BRIEF:
Below are the records; give again exactly the line with "sibling, separator: promoted.key", the line with "let outcome = split_node(pool, child, capacity)?;", and each line that lies between them, and nothing besides.

RECORDS PROVIDED:
◇ ◇ ◇ ◇ ◇

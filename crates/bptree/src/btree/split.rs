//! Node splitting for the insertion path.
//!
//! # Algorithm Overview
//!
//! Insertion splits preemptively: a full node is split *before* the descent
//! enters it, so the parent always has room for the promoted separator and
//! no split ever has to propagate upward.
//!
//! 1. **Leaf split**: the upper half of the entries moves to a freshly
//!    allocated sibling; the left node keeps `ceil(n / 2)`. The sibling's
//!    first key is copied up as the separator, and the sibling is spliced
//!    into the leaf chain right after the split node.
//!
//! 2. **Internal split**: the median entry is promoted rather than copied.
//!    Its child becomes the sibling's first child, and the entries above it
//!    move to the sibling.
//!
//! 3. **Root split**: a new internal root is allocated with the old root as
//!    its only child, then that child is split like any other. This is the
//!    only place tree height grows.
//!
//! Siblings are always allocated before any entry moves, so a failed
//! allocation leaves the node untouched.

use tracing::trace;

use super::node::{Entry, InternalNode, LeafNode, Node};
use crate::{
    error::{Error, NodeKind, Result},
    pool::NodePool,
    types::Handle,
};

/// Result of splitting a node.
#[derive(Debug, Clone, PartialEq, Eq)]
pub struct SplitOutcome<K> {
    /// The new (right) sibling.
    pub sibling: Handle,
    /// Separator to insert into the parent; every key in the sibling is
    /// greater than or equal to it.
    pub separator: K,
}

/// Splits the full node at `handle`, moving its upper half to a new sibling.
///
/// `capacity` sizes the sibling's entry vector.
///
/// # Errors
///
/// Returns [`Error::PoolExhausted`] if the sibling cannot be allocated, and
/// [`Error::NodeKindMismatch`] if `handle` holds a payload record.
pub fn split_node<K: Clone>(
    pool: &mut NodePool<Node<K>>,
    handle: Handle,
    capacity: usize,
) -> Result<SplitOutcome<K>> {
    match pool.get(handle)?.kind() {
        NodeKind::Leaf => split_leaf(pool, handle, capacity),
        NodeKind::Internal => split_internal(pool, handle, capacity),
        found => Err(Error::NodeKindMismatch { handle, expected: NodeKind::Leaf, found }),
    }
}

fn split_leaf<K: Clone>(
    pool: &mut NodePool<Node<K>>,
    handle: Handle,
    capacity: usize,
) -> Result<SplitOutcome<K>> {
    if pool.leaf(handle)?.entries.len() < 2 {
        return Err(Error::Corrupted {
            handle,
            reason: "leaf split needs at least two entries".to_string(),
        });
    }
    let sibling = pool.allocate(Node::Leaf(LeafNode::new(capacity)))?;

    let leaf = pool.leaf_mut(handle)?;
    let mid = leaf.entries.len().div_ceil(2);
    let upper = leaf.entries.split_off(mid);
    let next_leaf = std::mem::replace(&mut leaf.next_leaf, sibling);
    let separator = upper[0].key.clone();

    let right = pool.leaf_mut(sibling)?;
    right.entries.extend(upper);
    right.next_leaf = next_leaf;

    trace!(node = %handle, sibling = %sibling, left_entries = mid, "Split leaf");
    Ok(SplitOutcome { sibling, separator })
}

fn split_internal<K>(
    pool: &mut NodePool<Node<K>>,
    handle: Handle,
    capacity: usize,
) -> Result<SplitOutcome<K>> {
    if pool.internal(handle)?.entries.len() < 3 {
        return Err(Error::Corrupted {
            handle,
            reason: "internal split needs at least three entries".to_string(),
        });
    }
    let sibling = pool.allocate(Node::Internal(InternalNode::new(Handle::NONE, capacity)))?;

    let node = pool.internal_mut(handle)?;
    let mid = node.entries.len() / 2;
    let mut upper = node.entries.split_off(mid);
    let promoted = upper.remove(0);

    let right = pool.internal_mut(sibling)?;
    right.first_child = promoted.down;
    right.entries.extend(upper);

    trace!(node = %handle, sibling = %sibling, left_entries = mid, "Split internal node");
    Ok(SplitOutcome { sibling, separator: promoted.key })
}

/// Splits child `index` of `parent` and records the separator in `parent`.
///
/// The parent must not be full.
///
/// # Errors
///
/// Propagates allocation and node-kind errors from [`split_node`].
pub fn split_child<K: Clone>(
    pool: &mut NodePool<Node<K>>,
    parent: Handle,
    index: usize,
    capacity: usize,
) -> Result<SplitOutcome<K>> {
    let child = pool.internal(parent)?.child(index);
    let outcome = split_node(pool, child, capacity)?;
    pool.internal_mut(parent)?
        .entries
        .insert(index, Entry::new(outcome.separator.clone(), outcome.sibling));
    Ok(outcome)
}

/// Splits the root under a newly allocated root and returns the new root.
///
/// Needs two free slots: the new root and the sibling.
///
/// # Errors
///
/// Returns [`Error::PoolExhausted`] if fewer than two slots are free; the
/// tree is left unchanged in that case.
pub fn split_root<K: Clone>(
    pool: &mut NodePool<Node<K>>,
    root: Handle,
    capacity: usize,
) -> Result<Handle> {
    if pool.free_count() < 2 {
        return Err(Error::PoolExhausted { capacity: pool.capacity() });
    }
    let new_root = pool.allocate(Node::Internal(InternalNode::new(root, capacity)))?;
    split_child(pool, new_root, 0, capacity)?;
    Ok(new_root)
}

◇ ◇ ◇ ◇ ◇

WRITTEN SOLUTION:
    Ok(SplitOutcome { sibling, separator: promoted.key })
}

/// Splits child `index` of `parent` and records the separator in `parent`.
///
/// The parent must not be full.
///
/// # Errors
///
/// Propagates allocation and node-kind errors from [`split_node`].
pub fn split_child<K: Clone>(
    pool: &mut NodePool<Node<K>>,
    parent: Handle,
    index: usize,
    capacity: usize,
) -> Result<SplitOutcome<K>> {
    let child = pool.internal(parent)?.child(index);
    let outcome = split_node(pool, child, capacity)?;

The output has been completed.